C’est théoriquement possible, mais les premiers gazons transgéniques n’ont pas en priorité cet objectif.

« Le premier gazon transgénique est résistant à l’herbicide Roundup », explique Hong Luo, généticien de l’Université Clemson qui met au point un gazon plus fourni avec des subventions du département de l’Agriculture des États-Unis (USDA). « Mais il y a beaucoup de craintes que ce trait soit transmis à des mauvaises herbes. »

Le gazon Roundup conçu par le géant des semences de gazon Scotts et la société Monsanto s’est échappé d’un laboratoire en Idaho il y a 15 ans et a contaminé beaucoup de mauvaises herbes en Oregon, qui ont crû de façon incontrôlable.
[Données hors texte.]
//! Extraction pipeline
//!
//! Document → text (with OCR fallback) → recognizer → label filter → outcome.
//! Each run is one async task; parsing and OCR are blocking and run on the
//! blocking thread pool.
//!
//! Author: hephaex@gmail.com

use std::sync::Arc;

use serde::{Deserialize, Serialize};

use entilens_core::{
    count_labels, AppConfig, EntilensError, EntityOccurrence, LabelCount, LabelSelection, Result,
    SessionSnapshot,
};
use entilens_ocr::ScannedPdfOcr;
use entilens_parser::{FileType, ParsedDocument, ParserRegistry};

use crate::filter::filter_entities;
use crate::registry::RecognizerRegistry;

/// Message shown when nothing survives the label filter
pub const NO_ENTITIES_MESSAGE: &str = "No entities found for the selected types.";

// ============================================================================
// Request / Outcome
// ============================================================================

/// One extraction request
#[derive(Debug, Clone)]
pub struct ExtractionRequest {
    /// Text to analyze
    pub text: String,
    /// Labels to display
    pub selection: LabelSelection,
    /// Model name, `None` for the default model
    pub model: Option<String>,
    /// Uploaded file name, `None` for pasted text
    pub source: Option<String>,
}

impl ExtractionRequest {
    pub fn new(text: impl Into<String>, selection: LabelSelection) -> Self {
        Self {
            text: text.into(),
            selection,
            model: None,
            source: None,
        }
    }

    pub fn with_model(mut self, model: impl Into<String>) -> Self {
        self.model = Some(model.into());
        self
    }

    pub fn with_source(mut self, source: impl Into<String>) -> Self {
        self.source = Some(source.into());
        self
    }
}

/// Whether any entity survived the label filter
#[derive(Debug, Clone, Copy, PartialEq, Eq, Serialize, Deserialize)]
#[serde(rename_all = "snake_case")]
pub enum ExtractionStatus {
    Success,
    NoEntities,
}

/// Result of one pipeline run
#[derive(Debug, Clone)]
pub struct ExtractionOutcome {
    /// Model that produced the entities
    pub model: String,
    /// Analyzed text
    pub text: String,
    /// Labels that were selected
    pub selection: LabelSelection,
    /// Entities with a selected label, in model order
    pub entities: Vec<EntityOccurrence>,
    /// Number of spans the model returned before filtering
    pub raw_entity_count: usize,
    /// Per-label counts of `entities`
    pub counts: Vec<LabelCount>,
    pub status: ExtractionStatus,
    pub source: Option<String>,
}

impl ExtractionOutcome {
    /// User-facing summary line
    pub fn message(&self) -> String {
        match self.status {
            ExtractionStatus::Success => match self.entities.len() {
                1 => "Found 1 entity.".to_string(),
                n => format!("Found {n} entities."),
            },
            ExtractionStatus::NoEntities => NO_ENTITIES_MESSAGE.to_string(),
        }
    }

    /// Snapshot to keep in the session list
    pub fn to_snapshot(&self) -> SessionSnapshot {
        let snapshot = SessionSnapshot::new(
            self.model.clone(),
            self.text.clone(),
            self.selection.clone(),
            self.entities.clone(),
        );
        match &self.source {
            Some(source) => snapshot.with_source(source.clone()),
            None => snapshot,
        }
    }
}

/// Text recovered from an uploaded document
#[derive(Debug, Clone, PartialEq, Eq)]
pub struct ExtractedText {
    pub text: String,
    pub file_type: FileType,
    pub ocr_applied: bool,
    pub page_count: Option<u32>,
}

// ============================================================================
// Pipeline
// ============================================================================

/// Runs documents and text through recognition
pub struct ExtractionPipeline {
    parsers: Arc<ParserRegistry>,
    ocr: Option<Arc<ScannedPdfOcr>>,
    recognizers: RecognizerRegistry,
}

impl ExtractionPipeline {
    /// Create a pipeline with the default parsers and no OCR
    pub fn new(recognizers: RecognizerRegistry) -> Self {
        Self {
            parsers: Arc::new(ParserRegistry::with_defaults()),
            ocr: None,
            recognizers,
        }
    }

    /// Enable OCR for scanned PDFs
    pub fn with_ocr(mut self, ocr: ScannedPdfOcr) -> Self {
        self.ocr = Some(Arc::new(ocr));
        self
    }

    /// Build recognizers and OCR from application settings
    pub fn from_config(config: &AppConfig) -> Result<Self> {
        let pipeline = Self::new(RecognizerRegistry::from_config(&config.ner)?);

        if config.ocr.enabled {
            Ok(pipeline.with_ocr(ScannedPdfOcr::from_config(&config.ocr)))
        } else {
            Ok(pipeline)
        }
    }

    pub fn recognizers(&self) -> &RecognizerRegistry {
        &self.recognizers
    }

    /// OCR is configured and its tools are installed
    pub fn ocr_available(&self) -> bool {
        self.ocr.as_ref().is_some_and(|ocr| ocr.is_available())
    }

    /// Extract the text of an uploaded document
    pub async fn extract_document(
        &self,
        file_name: &str,
        bytes: Vec<u8>,
        ocr_enabled: bool,
    ) -> Result<ExtractedText> {
        let parsers = Arc::clone(&self.parsers);
        let ocr = if ocr_enabled { self.ocr.clone() } else { None };
        let file_name = file_name.to_string();

        tokio::task::spawn_blocking(move || {
            let document = parsers.parse_bytes(&file_name, &bytes)?;
            finish_document(document, &bytes, ocr.as_deref())
        })
        .await
        .map_err(|e| EntilensError::Other(anyhow::anyhow!("Document task failed: {e}")))?
    }

    /// Recognize, filter and summarize
    pub async fn run(&self, request: ExtractionRequest) -> Result<ExtractionOutcome> {
        if request.text.trim().is_empty() {
            return Err(EntilensError::EmptyInput);
        }

        let recognizer = self.recognizers.get(request.model.as_deref())?;
        let model = recognizer.model().to_string();

        tracing::debug!(model = %model, chars = request.text.chars().count(), "Running entity recognition");
        let raw = recognizer.recognize(&request.text).await?;

        let entities = filter_entities(&request.text, &raw, &request.selection);
        let counts = count_labels(&entities);
        let status = if entities.is_empty() {
            ExtractionStatus::NoEntities
        } else {
            ExtractionStatus::Success
        };

        tracing::info!(
            model = %model,
            raw = raw.len(),
            displayed = entities.len(),
            labels = request.selection.len(),
            "Extraction complete"
        );

        Ok(ExtractionOutcome {
            model,
            text: request.text,
            selection: request.selection,
            entities,
            raw_entity_count: raw.len(),
            counts,
            status,
            source: request.source,
        })
    }
}

/// Apply the OCR fallback to a parsed document
fn finish_document(
    document: ParsedDocument,
    bytes: &[u8],
    ocr: Option<&ScannedPdfOcr>,
) -> Result<ExtractedText> {
    let page_count = document.metadata.page_count;

    if !document.needs_ocr() {
        return Ok(ExtractedText {
            text: document.content,
            file_type: document.file_type,
            ocr_applied: false,
            page_count,
        });
    }

    let ocr = ocr.filter(|ocr| ocr.is_available()).ok_or_else(|| {
        EntilensError::DocumentError(
            "PDF has no text layer and OCR is not available".to_string(),
        )
    })?;

    tracing::info!(file = %document.file_name, "PDF has no text layer, running OCR");
    let text = ocr.extract_pdf_text(bytes)?;

    Ok(ExtractedText {
        text,
        file_type: FileType::Pdf,
        ocr_applied: true,
        page_count,
    })
}
//! Entilens Configuration Management
//!
//! Handles configuration from environment variables and TOML config files
//! with sensible defaults for local use.

use serde::{Deserialize, Serialize};
use std::path::{Path, PathBuf};

/// Main application configuration
#[derive(Debug, Clone, Serialize, Deserialize, Default)]
#[serde(default)]
pub struct AppConfig {
    /// Server configuration
    pub server: ServerConfig,

    /// Entity recognition backends
    pub ner: NerConfig,

    /// OCR fallback for scanned PDFs
    pub ocr: OcrConfig,

    /// In-memory session history
    pub sessions: SessionConfig,

    /// Logging configuration
    pub logging: LoggingConfig,
}

impl AppConfig {
    /// Load configuration from environment variables
    pub fn from_env() -> Result<Self, ConfigError> {
        Self::default().with_env_override()
    }

    /// Load from a TOML file
    pub fn from_file(path: impl Into<PathBuf>) -> Result<Self, ConfigError> {
        let path = path.into();
        let content = std::fs::read_to_string(&path).map_err(|e| ConfigError::FileReadError {
            path: path.clone(),
            source: e,
        })?;

        toml::from_str(&content).map_err(|e| ConfigError::ParseError {
            path,
            message: e.to_string(),
        })
    }

    /// Load from an optional file, then apply environment overrides
    pub fn load(path: Option<&Path>) -> Result<Self, ConfigError> {
        let base = match path {
            Some(path) => Self::from_file(path)?,
            None => Self::default(),
        };
        base.with_env_override()
    }

    /// Merge with environment variables (env takes precedence)
    pub fn with_env_override(self) -> Result<Self, ConfigError> {
        self.apply_vars(|key| std::env::var(key).ok())
    }

    /// Apply overrides from an arbitrary variable source
    pub fn apply_vars<F>(mut self, lookup: F) -> Result<Self, ConfigError>
    where
        F: Fn(&str) -> Option<String>,
    {
        // Server
        if let Some(host) = lookup("API_HOST") {
            self.server.host = host;
        }
        if let Some(port) = parse_var(&lookup, "API_PORT")? {
            self.server.port = port;
        }
        if let Some(size) = parse_var(&lookup, "MAX_BODY_SIZE")? {
            self.server.max_body_size = size;
        }
        // CORS origins from environment variable (comma-separated)
        if let Some(origins) = lookup("CORS_ORIGINS") {
            self.server.cors_origins = split_list(&origins);
        }

        // NER
        if let Some(url) = lookup("NER_SERVICE_URL") {
            self.ner.service_url = Some(url).filter(|u| !u.trim().is_empty());
        }
        if let Some(model) = lookup("NER_DEFAULT_MODEL") {
            self.ner.default_model = model;
        }
        if let Some(models) = lookup("NER_MODELS") {
            self.ner.models = split_list(&models);
        }
        if let Some(timeout) = parse_var(&lookup, "NER_TIMEOUT_SECS")? {
            self.ner.timeout_secs = timeout;
        }

        // OCR
        if let Some(enabled) = parse_bool_var(&lookup, "OCR_ENABLED")? {
            self.ocr.enabled = enabled;
        }
        if let Some(language) = lookup("OCR_LANGUAGE") {
            self.ocr.language = language;
        }
        if let Some(path) = lookup("TESSERACT_PATH") {
            self.ocr.tesseract_path = Some(path);
        }
        if let Some(path) = lookup("PDFTOPPM_PATH") {
            self.ocr.pdftoppm_path = Some(path);
        }
        if let Some(dpi) = parse_var(&lookup, "OCR_DPI")? {
            self.ocr.dpi = dpi;
        }

        // Sessions
        if let Some(max) = parse_var::<usize, _>(&lookup, "MAX_SESSIONS")? {
            self.sessions.max_sessions = if max == 0 { None } else { Some(max) };
        }

        // Logging
        if let Some(level) = lookup("LOG_LEVEL") {
            self.logging.level = level;
        }
        if let Some(json) = parse_bool_var(&lookup, "LOG_JSON")? {
            self.logging.json_format = json;
        }

        self.validate()?;
        Ok(self)
    }

    /// Check cross-field constraints
    pub fn validate(&self) -> Result<(), ConfigError> {
        if self.ner.default_model.trim().is_empty() {
            return Err(ConfigError::MissingRequired("ner.default_model".to_string()));
        }
        if self.ocr.dpi == 0 {
            return Err(ConfigError::InvalidValue {
                key: "ocr.dpi".to_string(),
                value: "0".to_string(),
            });
        }
        Ok(())
    }
}

fn parse_var<T, F>(lookup: &F, key: &str) -> Result<Option<T>, ConfigError>
where
    T: std::str::FromStr,
    F: Fn(&str) -> Option<String>,
{
    match lookup(key) {
        Some(value) => value
            .trim()
            .parse()
            .map(Some)
            .map_err(|_| ConfigError::InvalidValue {
                key: key.to_string(),
                value,
            }),
        None => Ok(None),
    }
}

fn parse_bool_var<F>(lookup: &F, key: &str) -> Result<Option<bool>, ConfigError>
where
    F: Fn(&str) -> Option<String>,
{
    match lookup(key) {
        Some(value) => match value.trim().to_lowercase().as_str() {
            "1" | "true" | "yes" | "on" => Ok(Some(true)),
            "0" | "false" | "no" | "off" => Ok(Some(false)),
            _ => Err(ConfigError::InvalidValue {
                key: key.to_string(),
                value,
            }),
        },
        None => Ok(None),
    }
}

fn split_list(value: &str) -> Vec<String> {
    value
        .split(',')
        .map(|s| s.trim().to_string())
        .filter(|s| !s.is_empty())
        .collect()
}

/// Server configuration
#[derive(Debug, Clone, Serialize, Deserialize)]
#[serde(default)]
pub struct ServerConfig {
    /// Host to bind to
    pub host: String,

    /// Port to listen on
    pub port: u16,

    /// Request timeout in seconds
    pub request_timeout_secs: u64,

    /// Maximum request body size in bytes
    pub max_body_size: usize,

    /// Enable CORS
    pub cors_enabled: bool,

    /// Allowed origins for CORS
    pub cors_origins: Vec<String>,
}

impl Default for ServerConfig {
    fn default() -> Self {
        Self {
            host: "0.0.0.0".to_string(),
            port: 8080,
            request_timeout_secs: 300,
            max_body_size: 20 * 1024 * 1024, // 20MB
            cors_enabled: true,
            // Empty by default - set via CORS_ORIGINS env var
            cors_origins: vec![],
        }
    }
}

/// Entity recognition configuration
#[derive(Debug, Clone, Serialize, Deserialize)]
#[serde(default)]
pub struct NerConfig {
    /// Base URL of a spaCy-compatible NER service
    pub service_url: Option<String>,

    /// Model used when a request does not name one
    pub default_model: String,

    /// Models served by the NER service
    pub models: Vec<String>,

    /// Request timeout in seconds
    pub timeout_secs: u64,
}

impl Default for NerConfig {
    fn default() -> Self {
        Self {
            service_url: None,
            default_model: "builtin".to_string(),
            models: vec!["en_core_web_sm".to_string(), "en_core_web_trf".to_string()],
            timeout_secs: 60,
        }
    }
}

/// OCR configuration
#[derive(Debug, Clone, Serialize, Deserialize)]
#[serde(default)]
pub struct OcrConfig {
    /// Run OCR when a PDF has no text layer
    pub enabled: bool,

    /// Tesseract language code(s), e.g. "eng" or "eng+deu"
    pub language: String,

    /// Path to the tesseract executable
    pub tesseract_path: Option<String>,

    /// Path to the pdftoppm executable
    pub pdftoppm_path: Option<String>,

    /// Rasterization resolution
    pub dpi: u32,

    /// Tesseract page segmentation mode
    pub psm: Option<u8>,
}

impl Default for OcrConfig {
    fn default() -> Self {
        Self {
            enabled: true,
            language: "eng".to_string(),
            tesseract_path: None,
            pdftoppm_path: None,
            dpi: 300,
            psm: None,
        }
    }
}

/// Session history configuration
#[derive(Debug, Clone, Default, Serialize, Deserialize)]
#[serde(default)]
pub struct SessionConfig {
    /// Keep at most this many snapshots; `None` keeps all
    pub max_sessions: Option<usize>,
}

/// Logging configuration
#[derive(Debug, Clone, Serialize, Deserialize)]
#[serde(default)]
pub struct LoggingConfig {
    /// Log level (trace, debug, info, warn, error)
    pub level: String,

    /// JSON format for logs
    pub json_format: bool,

    /// Include file/line in logs
    pub include_location: bool,
}

impl Default for LoggingConfig {
    fn default() -> Self {
        Self {
            level: "info".to_string(),
            json_format: false,
            include_location: false,
        }
    }
}

/// Configuration errors
#[derive(Debug, thiserror::Error)]
pub enum ConfigError {
    #[error("Failed to read config file {path}: {source}")]
    FileReadError {
        path: PathBuf,
        #[source]
        source: std::io::Error,
    },

    #[error("Failed to parse config file {path}: {message}")]
    ParseError { path: PathBuf, message: String },

    #[error("Invalid value for {key}: {value}")]
    InvalidValue { key: String, value: String },

    #[error("Missing required configuration: {0}")]
    MissingRequired(String),
}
Une nouvelle version stérile, donc ne posant pas de problème de transmission de la résistance au Roundup, est offerte aux États-Unis mais pas au Canada.

PHOTO TIRÉE DU SITE DE L’UNIVERSITÉ CLEMSON

Hong Luo, généticien de l’Université Clemson

« Le type de gazon choisi par Scotts est moins populaire. C’est peut-être une manière de tester le marché avec un produit marginal », note M. Luo, qui a lui-même travaillé sur un gazon résistant aux herbicides pour la société HybriGene, avant de travailler à Clemson.

Des organismes opposés aux OGM ont lancé en 2020 une pétition contre l’absence de réglementation du gazon OGM aux États-Unis. Cette absence de réglementation complique le suivi du dossier, selon Bill Freese, directeur scientifique du Center for Food Safety, qui suit le dossier depuis près de 20 ans. « Les approbations ne signifient pas que ces gazons OGM sont commercialisés, il n’y a aucun moyen de le savoir », dit M. Freese.

Le nouveau gazon OGM de Scotts et de Monsanto pousse moins vite, ce qui pourrait être compatible avec le combat contre les changements climatiques.

« Il y a beaucoup de recherches sur un gazon qu’il faut tondre moins souvent, et un gazon qui consomme moins d’eau, dit M. Luo. Ce sont des traits qui sont recherchés par beaucoup de consommateurs, mais ce gazon nécessite aussi moins d’entretien, donc produit moins d’émissions de gaz à effet de serre, et permet d’épargner les nappes phréatiques menacées par la sécheresse. »

Par contre, note M. Luo, un gazon qui pousse moins vite ne correspond pas aux objectifs des campagnes visant à laisser le gazon plus long pour favoriser les pollinisateurs.

Les acheteurs de semences de gazon sont très peu influencés par l’appellation OGM, selon Benjamin Campbell, un économiste agricole de l’Université de Géorgie qui a publié une étude sur la question en 2021 dans la revue HortScience.

« Ce ne sont pas du tout des gens qui ont une opinion sur les vertus ou les défauts de la technologie du génie génétique, dit M. Campbell. Ils veulent un gazon avec des qualités esthétiques qui ne nécessite pas beaucoup d’entretien. C’est compatible avec certains objectifs des changements climatiques, mais c’est un accident. Les gens qui sont le plus soucieux de contrer le réchauffement de la planète n’ont généralement pas comme priorité de planter du gazon. »

Un aspect des recherches de M. Luo qui sont financées par l’USDA est intéressant dans le contexte des changements climatiques. « Le gazon, s’il pousse bien, pourrait être transformé en éthanol, ce qui diminuerait les pressions sur les champs de maïs. »

Pourrait-on avoir un gazon moins sombre, pour moins absorber la chaleur du soleil ? « Je n’ai jamais vu de recherches en ce sens ni de demandes de consommateurs », répond M. Luo.